◆ **TRY IT**
Reply with every entry, repeated exactly as given.

◆ **MATERIAL FOR THIS EXERCISE**
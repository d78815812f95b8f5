#![allow(dead_code)]

use std::{
    fs,
    net::{IpAddr, Ipv4Addr},
    path::{Path, PathBuf},
    sync::{Arc, Mutex},
    time::Duration,
};

use rcgen::{
    BasicConstraints, Certificate, CertificateParams, DnType, ExtendedKeyUsagePurpose, IsCa,
    KeyPair, KeyUsagePurpose,
};
use singleshot_client::{ClientConfig, SecureClient};
use singleshot_common::{CertPaths, EndpointConfig};
use singleshot_server::SessionState;
use tempfile::TempDir;

/// A throwaway PKI: root CA, one intermediate, a server leaf and client
/// leaves issued directly by the root and through the intermediate.
pub struct TestPki {
    pub dir: TempDir,
}

struct Issuer {
    cert: Certificate,
    key:  KeyPair,
}

fn authority(common_name: &str, parent: Option<&Issuer>) -> Issuer {
    let key = KeyPair::generate().unwrap();
    let mut params = CertificateParams::new(Vec::<String>::new()).unwrap();
    params.distinguished_name.push(DnType::CommonName, common_name);
    params.is_ca = IsCa::Ca(BasicConstraints::Unconstrained);
    params.key_usages = vec![
        KeyUsagePurpose::KeyCertSign,
        KeyUsagePurpose::CrlSign,
        KeyUsagePurpose::DigitalSignature,
    ];
    let cert = match parent {
        Some(parent) => params.signed_by(&key, &parent.cert, &parent.key).unwrap(),
        None => params.self_signed(&key).unwrap(),
    };
    Issuer { cert, key }
}

fn leaf(
    common_name: &str,
    sans: Vec<String>,
    usage: ExtendedKeyUsagePurpose,
    issuer: &Issuer,
) -> (Certificate, KeyPair) {
    let key = KeyPair::generate().unwrap();
    let mut params = CertificateParams::new(sans).unwrap();
    params.distinguished_name.push(DnType::CommonName, common_name);
    params.extended_key_usages = vec![usage];
    let cert = params.signed_by(&key, &issuer.cert, &issuer.key).unwrap();
    (cert, key)
}

fn write(dir: &Path, name: &str, contents: &str) {
    fs::write(dir.join(name), contents).unwrap();
}

impl TestPki {
    /// Layout inside the directory:
    ///
    /// - `root-ca.pem`
    /// - `server.pem` / `server.key.pem` (SAN localhost, issued by the root)
    /// - `client.pem` / `client.key.pem` (issued by the root)
    /// - `chained/client.pem` / `chained/client.key.pem` (leaf + intermediate)
    /// - `chained/root-ca.pem`
    pub fn generate() -> Self {
        let dir = tempfile::tempdir().unwrap();
        let base = dir.path();

        let root = authority("Test Root CA", None);
        let intermediate = authority("Test Intermediate CA", Some(&root));
        write(base, "root-ca.pem", &root.cert.pem());

        let (server, server_key) = leaf(
            "localhost",
            vec!["localhost".to_string()],
            ExtendedKeyUsagePurpose::ServerAuth,
            &root,
        );
        write(base, "server.pem", &server.pem());
        write(base, "server.key.pem", &server_key.serialize_pem());

        let (client, client_key) = leaf(
            "Test Client",
            Vec::new(),
            ExtendedKeyUsagePurpose::ClientAuth,
            &root,
        );
        write(base, "client.pem", &client.pem());
        write(base, "client.key.pem", &client_key.serialize_pem());

        let chained = base.join("chained");
        fs::create_dir(&chained).unwrap();
        let (deep, deep_key) = leaf(
            "Chained Client",
            Vec::new(),
            ExtendedKeyUsagePurpose::ClientAuth,
            &intermediate,
        );
        write(
            &chained,
            "client.pem",
            &format!("{}{}", deep.pem(), intermediate.cert.pem()),
        );
        write(&chained, "client.key.pem", &deep_key.serialize_pem());
        write(&chained, "root-ca.pem", &root.cert.pem());

        Self { dir }
    }

    pub fn path(&self) -> &Path {
        self.dir.path()
    }

    /// Endpoint on an ephemeral loopback port with short timeouts
    pub fn endpoint_config(&self) -> EndpointConfig {
        EndpointConfig::default()
            .with_bind_addr(IpAddr::V4(Ipv4Addr::LOCALHOST))
            .with_port(0)
            .with_certs(CertPaths::in_dir(self.path()))
            .with_io_timeout(Duration::from_secs(5))
            .with_close_linger(Duration::from_secs(2))
    }

    pub fn client(&self) -> SecureClient {
        self.client_with(ClientConfig::new())
    }

    pub fn anonymous_client(&self) -> SecureClient {
        self.client_with(ClientConfig::new().without_certificate())
    }

    /// Client presenting the leaf issued through the intermediate
    pub fn chained_client(&self) -> SecureClient {
        let config = ClientConfig::new()
            .with_cert_path(CertPaths::client_in_dir(self.path().join("chained")));
        SecureClient::new(config.with_timeout(Duration::from_secs(5))).unwrap()
    }

    fn client_with(&self, config: ClientConfig) -> SecureClient {
        let config = config
            .with_cert_path(CertPaths::client_in_dir(self.path()))
            .with_timeout(Duration::from_secs(5));
        SecureClient::new(config).unwrap()
    }

    pub fn file(&self, name: &str) -> PathBuf {
        self.path().join(name)
    }
}

/// Collects every state an endpoint reports
#[derive(Clone, Default)]
pub struct StateLog(Arc<Mutex<Vec<SessionState>>>);

impl StateLog {
    pub fn recorder(&self) -> impl FnMut(SessionState) + Send + 'static {
        let log = Arc::clone(&self.0);
        move |state| log.lock().unwrap().push(state)
    }

    pub fn states(&self) -> Vec<SessionState> {
        self.0.lock().unwrap().clone()
    }
}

◆ **TASK RESULT**
repository d78815812f95b8f5
#![allow(dead_code)]

use std::{
    fs,
    net::{IpAddr, Ipv4Addr},
    path::{Path, PathBuf},
    sync::{Arc, Mutex},
    time::Duration,
};

use rcgen::{
    BasicConstraints, Certificate, CertificateParams, DnType, ExtendedKeyUsagePurpose, IsCa,
    KeyPair, KeyUsagePurpose,
};
use singleshot_client::{ClientConfig, SecureClient};
use singleshot_common::{CertPaths, EndpointConfig};
use singleshot_server::SessionState;
use tempfile::TempDir;

/// A throwaway PKI: root CA, one intermediate, a server leaf and client
/// leaves issued directly by the root and through the intermediate.
pub struct TestPki {
    pub dir: TempDir,
}

struct Issuer {
    cert: Certificate,
    key:  KeyPair,
}

fn authority(common_name: &str, parent: Option<&Issuer>) -> Issuer {
    let key = KeyPair::generate().unwrap();
    let mut params = CertificateParams::new(Vec::<String>::new()).unwrap();
    params.distinguished_name.push(DnType::CommonName, common_name);
    params.is_ca = IsCa::Ca(BasicConstraints::Unconstrained);
    params.key_usages = vec![
        KeyUsagePurpose::KeyCertSign,
        KeyUsagePurpose::CrlSign,
        KeyUsagePurpose::DigitalSignature,
    ];
    let cert = match parent {
        Some(parent) => params.signed_by(&key, &parent.cert, &parent.key).unwrap(),
        None => params.self_signed(&key).unwrap(),
    };
    Issuer { cert, key }
}

fn leaf(
    common_name: &str,
    sans: Vec<String>,
    usage: ExtendedKeyUsagePurpose,
    issuer: &Issuer,
) -> (Certificate, KeyPair) {
    let key = KeyPair::generate().unwrap();
    let mut params = CertificateParams::new(sans).unwrap();
    params.distinguished_name.push(DnType::CommonName, common_name);
    params.extended_key_usages = vec![usage];
    let cert = params.signed_by(&key, &issuer.cert, &issuer.key).unwrap();
    (cert, key)
}

fn write(dir: &Path, name: &str, contents: &str) {
    fs::write(dir.join(name), contents).unwrap();
}

impl TestPki {
    /// Layout inside the directory:
    ///
    /// - `root-ca.pem`
    /// - `server.pem` / `server.key.pem` (SAN localhost, issued by the root)
    /// - `client.pem` / `client.key.pem` (issued by the root)
    /// - `chained/client.pem` / `chained/client.key.pem` (leaf + intermediate)
    /// - `chained/root-ca.pem`
    pub fn generate() -> Self {
        let dir = tempfile::tempdir().unwrap();
        let base = dir.path();

        let root = authority("Test Root CA", None);
        let intermediate = authority("Test Intermediate CA", Some(&root));
        write(base, "root-ca.pem", &root.cert.pem());

        let (server, server_key) = leaf(
            "localhost",
            vec!["localhost".to_string()],
            ExtendedKeyUsagePurpose::ServerAuth,
            &root,
        );
        write(base, "server.pem", &server.pem());
        write(base, "server.key.pem", &server_key.serialize_pem());

        let (client, client_key) = leaf(
            "Test Client",
            Vec::new(),
            ExtendedKeyUsagePurpose::ClientAuth,
            &root,
        );
        write(base, "client.pem", &client.pem());
        write(base, "client.key.pem", &client_key.serialize_pem());

        let chained = base.join("chained");
        fs::create_dir(&chained).unwrap();
        let (deep, deep_key) = leaf(
            "Chained Client",
            Vec::new(),
            ExtendedKeyUsagePurpose::ClientAuth,
            &intermediate,
        );
        write(
            &chained,
            "client.pem",
            &format!("{}{}", deep.pem(), intermediate.cert.pem()),
        );
        write(&chained, "client.key.pem", &deep_key.serialize_pem());
        write(&chained, "root-ca.pem", &root.cert.pem());

        Self { dir }
    }

    pub fn path(&self) -> &Path {
        self.dir.path()
    }

    /// Endpoint on an ephemeral loopback port with short timeouts
    pub fn endpoint_config(&self) -> EndpointConfig {
        EndpointConfig::default()
            .with_bind_addr(IpAddr::V4(Ipv4Addr::LOCALHOST))
            .with_port(0)
            .with_certs(CertPaths::in_dir(self.path()))
            .with_io_timeout(Duration::from_secs(5))
            .with_close_linger(Duration::from_secs(2))
    }

    pub fn client(&self) -> SecureClient {
        self.client_with(ClientConfig::new())
    }

    pub fn anonymous_client(&self) -> SecureClient {
        self.client_with(ClientConfig::new().without_certificate())
    }

    /// Client presenting the leaf issued through the intermediate
    pub fn chained_client(&self) -> SecureClient {
        let config = ClientConfig::new()
            .with_cert_path(CertPaths::client_in_dir(self.path().join("chained")));
        SecureClient::new(config.with_timeout(Duration::from_secs(5))).unwrap()
    }

    fn client_with(&self, config: ClientConfig) -> SecureClient {
        let config = config
            .with_cert_path(CertPaths::client_in_dir(self.path()))
            .with_timeout(Duration::from_secs(5));
        SecureClient::new(config).unwrap()
    }

    pub fn file(&self, name: &str) -> PathBuf {
        self.path().join(name)
    }
}

/// Collects every state an endpoint reports
#[derive(Clone, Default)]
pub struct StateLog(Arc<Mutex<Vec<SessionState>>>);

impl StateLog {
    pub fn recorder(&self) -> impl FnMut(SessionState) + Send + 'static {
        let log = Arc::clone(&self.0);
        move |state| log.lock().unwrap().push(state)
    }

    pub fn states(&self) -> Vec<SessionState> {
        self.0.lock().unwrap().clone()
    }
}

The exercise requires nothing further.